### Dataset excerpts:
=====
//! Loan management endpoints

use axum::{
    body::Bytes,
    extract::State,
    http::StatusCode,
    Json,
};
use serde::Serialize;
use utoipa::ToSchema;

use crate::{
    error::{AppError, AppResult},
    models::loan::{IssueLoan, Loan, LoanDetails, LoanQuery, ReturnLoan},
};

use super::{AppJson, AppPath, AppQuery, AuthenticatedUser};

#[derive(Serialize, ToSchema)]
pub struct IssueResponse {
    pub loan: Loan,
}

#[derive(Serialize, ToSchema)]
pub struct LoansResponse {
    pub loans: Vec<LoanDetails>,
}

/// Closed loan with the fine owed
#[derive(Serialize, ToSchema)]
pub struct ReturnResponse {
    pub record: LoanDetails,
}

/// Issue a book to a student
#[utoipa::path(
    post,
    path = "/loans",
    tag = "loans",
    security(("bearer_auth" = [])),
    request_body = IssueLoan,
    responses(
        (status = 201, description = "Loan created", body = IssueResponse),
        (status = 400, description = "Invalid request or user is not a student"),
        (status = 404, description = "Student or book not found"),
        (status = 409, description = "Book already on loan")
    )
)]
pub async fn issue_loan(
    State(state): State<crate::AppState>,
    AuthenticatedUser(claims): AuthenticatedUser,
    AppJson(request): AppJson<IssueLoan>,
) -> AppResult<(StatusCode, Json<IssueResponse>)> {
    claims.require_librarian()?;

    let loan = state.services.loans.issue(request).await?;
    Ok((StatusCode::CREATED, Json(IssueResponse { loan })))
}

/// Return a borrowed book
#[utoipa::path(
    put,
    path = "/loans/return/{id}",
    tag = "loans",
    security(("bearer_auth" = [])),
    params(("id" = i32, Path, description = "Loan ID")),
    request_body(content = ReturnLoan, description = "Optional body, return date defaults to now"),
    responses(
        (status = 200, description = "Book returned", body = ReturnResponse),
        (status = 404, description = "Loan not found"),
        (status = 409, description = "Already returned")
    )
)]
pub async fn return_loan(
    State(state): State<crate::AppState>,
    AuthenticatedUser(claims): AuthenticatedUser,
    AppPath(loan_id): AppPath<i32>,
    body: Bytes,
) -> AppResult<Json<ReturnResponse>> {
    claims.require_librarian()?;

    let request = if body.iter().all(u8::is_ascii_whitespace) {
        ReturnLoan::default()
    } else {
        serde_json::from_slice::<ReturnLoan>(&body)
            .map_err(|e| AppError::Validation(format!("Invalid request body: {}", e)))?
    };

    let record = state
        .services
        .loans
        .return_loan(loan_id, request.return_date)
        .await?;
    Ok(Json(ReturnResponse { record }))
}

/// List active loans with their borrowers
#[utoipa::path(
    get,
    path = "/loans/active",
    tag = "loans",
    security(("bearer_auth" = [])),
    responses(
        (status = 200, description = "Active loans", body = LoansResponse),
        (status = 403, description = "Librarian role required")
    )
)]
pub async fn list_active_loans(
    State(state): State<crate::AppState>,
    AuthenticatedUser(claims): AuthenticatedUser,
) -> AppResult<Json<LoansResponse>> {
    claims.require_librarian()?;

    let loans = state.services.loans.list_active().await?;
    Ok(Json(LoansResponse { loans }))
}

/// List active loans past their due date
#[utoipa::path(
    get,
    path = "/loans/overdue",
    tag = "loans",
    security(("bearer_auth" = [])),
    responses(
        (status = 200, description = "Overdue loans with fines", body = LoansResponse),
        (status = 403, description = "Librarian role required")
    )
)]
pub async fn list_overdue_loans(
    State(state): State<crate::AppState>,
    AuthenticatedUser(claims): AuthenticatedUser,
) -> AppResult<Json<LoansResponse>> {
    claims.require_librarian()?;

    let loans = state.services.loans.list_overdue().await?;
    Ok(Json(LoansResponse { loans }))
}

/// Loan history. Students only see their own.
#[utoipa::path(
    get,
    path = "/loans",
    tag = "loans",
    security(("bearer_auth" = [])),
    params(LoanQuery),
    responses(
        (status = 200, description = "Loans, newest first", body = Vec<LoanDetails>),
        (status = 403, description = "Another student's loans"),
        (status = 404, description = "Student not found")
    )
)]
pub async fn list_loans(
    State(state): State<crate::AppState>,
    AuthenticatedUser(claims): AuthenticatedUser,
    AppQuery(query): AppQuery<LoanQuery>,
) -> AppResult<Json<Vec<LoanDetails>>> {
    let student_id = match query.student_id {
        Some(id) => {
            claims.require_self_or_librarian(id)?;
            Some(id)
        }
        None if claims.is_librarian() => None,
        None => Some(claims.user_id),
    };

    let loans = state.services.loans.list(student_id).await?;
    Ok(Json(loans))
}

/// Get a single loan
#[utoipa::path(
    get,
    path = "/loans/{id}",
    tag = "loans",
    security(("bearer_auth" = [])),
    params(("id" = i32, Path, description = "Loan ID")),
    responses(
        (status = 200, description = "Loan details", body = LoanDetails),
        (status = 403, description = "Another student's loan"),
        (status = 404, description = "Loan not found")
    )
)]
pub async fn get_loan(
    State(state): State<crate::AppState>,
    AuthenticatedUser(claims): AuthenticatedUser,
    AppPath(loan_id): AppPath<i32>,
) -> AppResult<Json<LoanDetails>> {
    let loan = state.services.loans.get(loan_id).await?;
    claims.require_self_or_librarian(loan.loan.student_id)?;
    Ok(Json(loan))
}
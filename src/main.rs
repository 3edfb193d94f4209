//! Library Server - Library Management System
//!
//! Catalog, student records and loan tracking over a REST API.

use std::net::SocketAddr;
use std::sync::Arc;

use sqlx::postgres::PgPoolOptions;
use tracing_appender::non_blocking::WorkerGuard;
use tracing_subscriber::{fmt, layer::SubscriberExt, util::SubscriberInitExt};

use library_server::{
    api,
    config::{AppConfig, LoggingConfig},
    repository::Repository,
    services::Services,
    AppState,
};

#[tokio::main]
async fn main() -> anyhow::Result<()> {
    // Load environment variables from .env file
    dotenvy::dotenv().ok();

    let config = AppConfig::load()?;

    let _log_guard = init_tracing(&config.logging);

    tracing::info!("Starting Library Server v{}", env!("CARGO_PKG_VERSION"));

    let pool = PgPoolOptions::new()
        .max_connections(config.database.max_connections)
        .min_connections(config.database.min_connections)
        .connect(&config.database.url)
        .await?;

    tracing::info!("Connected to database");

    sqlx::migrate!("./migrations").run(&pool).await?;

    tracing::info!("Database migrations completed");

    let addr = SocketAddr::new(config.server.host.parse()?, config.server.port);

    let repository = Repository::new(pool);
    let services = Services::new(repository, config.auth.clone(), config.loans.clone());

    services.auth.seed_librarian(&config.seed).await?;

    let state = AppState {
        config: Arc::new(config),
        services: Arc::new(services),
    };

    let app = api::create_router(state);

    tracing::info!("Server listening on http://{}", addr);

    let listener = tokio::net::TcpListener::bind(addr).await?;
    axum::serve(listener, app).await?;

    Ok(())
}

/// Console output in the configured format, plus an optional rolling log file.
/// The returned guard flushes the file writer and must outlive the server.
fn init_tracing(config: &LoggingConfig) -> Option<WorkerGuard> {
    let filter = tracing_subscriber::EnvFilter::try_from_default_env()
        .unwrap_or_else(|_| format!("library_server={},tower_http=debug", config.level).into());

    let json = config.format == "json";
    let (pretty_layer, json_layer) = if json {
        (None, Some(fmt::layer().json()))
    } else {
        (Some(fmt::layer()), None)
    };

    let (file_layer, guard) = match &config.directory {
        Some(directory) => {
            let appender = tracing_appender::rolling::daily(directory, "library-server.log");
            let (writer, guard) = tracing_appender::non_blocking(appender);
            (Some(fmt::layer().with_ansi(false).with_writer(writer)), Some(guard))
        }
        None => (None, None),
    };

    tracing_subscriber::registry()
        .with(filter)
        .with(pretty_layer)
        .with(json_layer)
        .with(file_layer)
        .init();

    guard
}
=====
### The task:
Return the material exactly as it was provided.

### Written answer:
//! Loan management endpoints

use axum::{
    body::Bytes,
    extract::State,
    http::StatusCode,
    Json,
};
use serde::Serialize;
use utoipa::ToSchema;

use crate::{
    error::{AppError, AppResult},
    models::loan::{IssueLoan, Loan, LoanDetails, LoanQuery, ReturnLoan},
};

use super::{AppJson, AppPath, AppQuery, AuthenticatedUser};

#[derive(Serialize, ToSchema)]
pub struct IssueResponse {
    pub loan: Loan,
}

#[derive(Serialize, ToSchema)]
pub struct LoansResponse {
    pub loans: Vec<LoanDetails>,
}

/// Closed loan with the fine owed
#[derive(Serialize, ToSchema)]
pub struct ReturnResponse {
    pub record: LoanDetails,
}

/// Issue a book to a student
#[utoipa::path(
    post,
    path = "/loans",
    tag = "loans",
    security(("bearer_auth" = [])),
    request_body = IssueLoan,
    responses(
        (status = 201, description = "Loan created", body = IssueResponse),
        (status = 400, description = "Invalid request or user is not a student"),
        (status = 404, description = "Student or book not found"),
        (status = 409, description = "Book already on loan")
    )
)]
pub async fn issue_loan(
    State(state): State<crate::AppState>,
    AuthenticatedUser(claims): AuthenticatedUser,
    AppJson(request): AppJson<IssueLoan>,
) -> AppResult<(StatusCode, Json<IssueResponse>)> {
    claims.require_librarian()?;

    let loan = state.services.loans.issue(request).await?;
    Ok((StatusCode::CREATED, Json(IssueResponse { loan })))
}

/// Return a borrowed book
#[utoipa::path(
    put,
    path = "/loans/return/{id}",
    tag = "loans",
    security(("bearer_auth" = [])),
    params(("id" = i32, Path, description = "Loan ID")),
    request_body(content = ReturnLoan, description = "Optional body, return date defaults to now"),
    responses(
        (status = 200, description = "Book returned", body = ReturnResponse),
        (status = 404, description = "Loan not found"),
        (status = 409, description = "Already returned")
    )
)]
pub async fn return_loan(
    State(state): State<crate::AppState>,
    AuthenticatedUser(claims): AuthenticatedUser,
    AppPath(loan_id): AppPath<i32>,
    body: Bytes,
) -> AppResult<Json<ReturnResponse>> {
    claims.require_librarian()?;

    let request = if body.iter().all(u8::is_ascii_whitespace) {
        ReturnLoan::default()
    } else {
        serde_json::from_slice::<ReturnLoan>(&body)
            .map_err(|e| AppError::Validation(format!("Invalid request body: {}", e)))?
    };

    let record = state
        .services
        .loans
        .return_loan(loan_id, request.return_date)
        .await?;
    Ok(Json(ReturnResponse { record }))
}

/// List active loans with their borrowers
#[utoipa::path(
    get,
    path = "/loans/active",
    tag = "loans",
    security(("bearer_auth" = [])),
    responses(
        (status = 200, description = "Active loans", body = LoansResponse),
        (status = 403, description = "Librarian role required")
    )
)]
pub async fn list_active_loans(
    State(state): State<crate::AppState>,
    AuthenticatedUser(claims): AuthenticatedUser,
) -> AppResult<Json<LoansResponse>> {
    claims.require_librarian()?;

    let loans = state.services.loans.list_active().await?;
    Ok(Json(LoansResponse { loans }))
}

/// List active loans past their due date
#[utoipa::path(
    get,
    path = "/loans/overdue",
    tag = "loans",
    security(("bearer_auth" = [])),
    responses(
        (status = 200, description = "Overdue loans with fines", body = LoansResponse),
        (status = 403, description = "Librarian role required")
    )
)]
pub async fn list_overdue_loans(
    State(state): State<crate::AppState>,
    AuthenticatedUser(claims): AuthenticatedUser,
) -> AppResult<Json<LoansResponse>> {
    claims.require_librarian()?;

    let loans = state.services.loans.list_overdue().await?;
    Ok(Json(LoansResponse { loans }))
}

/// Loan history. Students only see their own.
#[utoipa::path(
    get,
    path = "/loans",
    tag = "loans",
    security(("bearer_auth" = [])),
    params(LoanQuery),
    responses(
        (status = 200, description = "Loans, newest first", body = Vec<LoanDetails>),
        (status = 403, description = "Another student's loans"),
        (status = 404, description = "Student not found")
    )
)]
pub async fn list_loans(
    State(state): State<crate::AppState>,
    AuthenticatedUser(claims): AuthenticatedUser,
    AppQuery(query): AppQuery<LoanQuery>,
) -> AppResult<Json<Vec<LoanDetails>>> {
    let student_id = match query.student_id {
        Some(id) => {
            claims.require_self_or_librarian(id)?;
            Some(id)
        }
        None if claims.is_librarian() => None,
        None => Some(claims.user_id),
    };

    let loans = state.services.loans.list(student_id).await?;
    Ok(Json(loans))
}

/// Get a single loan
#[utoipa::path(
    get,
    path = "/loans/{id}",
    tag = "loans",
    security(("bearer_auth" = [])),
    params(("id" = i32, Path, description = "Loan ID")),
    responses(
        (status = 200, description = "Loan details", body = LoanDetails),
        (status = 403, description = "Another student's loan"),
        (status = 404, description = "Loan not found")
    )
)]
pub async fn get_loan(
    State(state): State<crate::AppState>,
    AuthenticatedUser(claims): AuthenticatedUser,
    AppPath(loan_id): AppPath<i32>,
) -> AppResult<Json<LoanDetails>> {
    let loan = state.services.loans.get(loan_id).await?;
    claims.require_self_or_librarian(loan.loan.student_id)?;
    Ok(Json(loan))
}
filename src/main.rs
repository 3edfb193d94f4209
//! Library Server - Library Management System
//!
//! Catalog, student records and loan tracking over a REST API.

use std::net::SocketAddr;
use std::sync::Arc;

use sqlx::postgres::PgPoolOptions;
use tracing_appender::non_blocking::WorkerGuard;
use tracing_subscriber::{fmt, layer::SubscriberExt, util::SubscriberInitExt};

use library_server::{
    api,
    config::{AppConfig, LoggingConfig},
    repository::Repository,
    services::Services,
    AppState,
};

#[tokio::main]
async fn main() -> anyhow::Result<()> {
    // Load environment variables from .env file
    dotenvy::dotenv().ok();

    let config = AppConfig::load()?;

    let _log_guard = init_tracing(&config.logging);

    tracing::info!("Starting Library Server v{}", env!("CARGO_PKG_VERSION"));

    let pool = PgPoolOptions::new()
        .max_connections(config.database.max_connections)
        .min_connections(config.database.min_connections)
        .connect(&config.database.url)
        .await?;

    tracing::info!("Connected to database");

    sqlx::migrate!("./migrations").run(&pool).await?;

    tracing::info!("Database migrations completed");

    let addr = SocketAddr::new(config.server.host.parse()?, config.server.port);

    let repository = Repository::new(pool);
    let services = Services::new(repository, config.auth.clone(), config.loans.clone());

    services.auth.seed_librarian(&config.seed).await?;

    let state = AppState {
        config: Arc::new(config),
        services: Arc::new(services),
    };

    let app = api::create_router(state);

    tracing::info!("Server listening on http://{}", addr);

    let listener = tokio::net::TcpListener::bind(addr).await?;
    axum::serve(listener, app).await?;

    Ok(())
}

/// Console output in the configured format, plus an optional rolling log file.
/// The returned guard flushes the file writer and must outlive the server.
fn init_tracing(config: &LoggingConfig) -> Option<WorkerGuard> {
    let filter = tracing_subscriber::EnvFilter::try_from_default_env()
        .unwrap_or_else(|_| format!("library_server={},tower_http=debug", config.level).into());

    let json = config.format == "json";
    let (pretty_layer, json_layer) = if json {
        (None, Some(fmt::layer().json()))
    } else {
        (Some(fmt::layer()), None)
    };

    let (file_layer, guard) = match &config.directory {
        Some(directory) => {
            let appender = tracing_appender::rolling::daily(directory, "library-server.log");
            let (writer, guard) = tracing_appender::non_blocking(appender);
            (Some(fmt::layer().with_ansi(false).with_writer(writer)), Some(guard))
        }
        None => (None, None),
    };

    tracing_subscriber::registry()
        .with(filter)
        .with(pretty_layer)
        .with(json_layer)
        .with(file_layer)
        .init();

    guard
}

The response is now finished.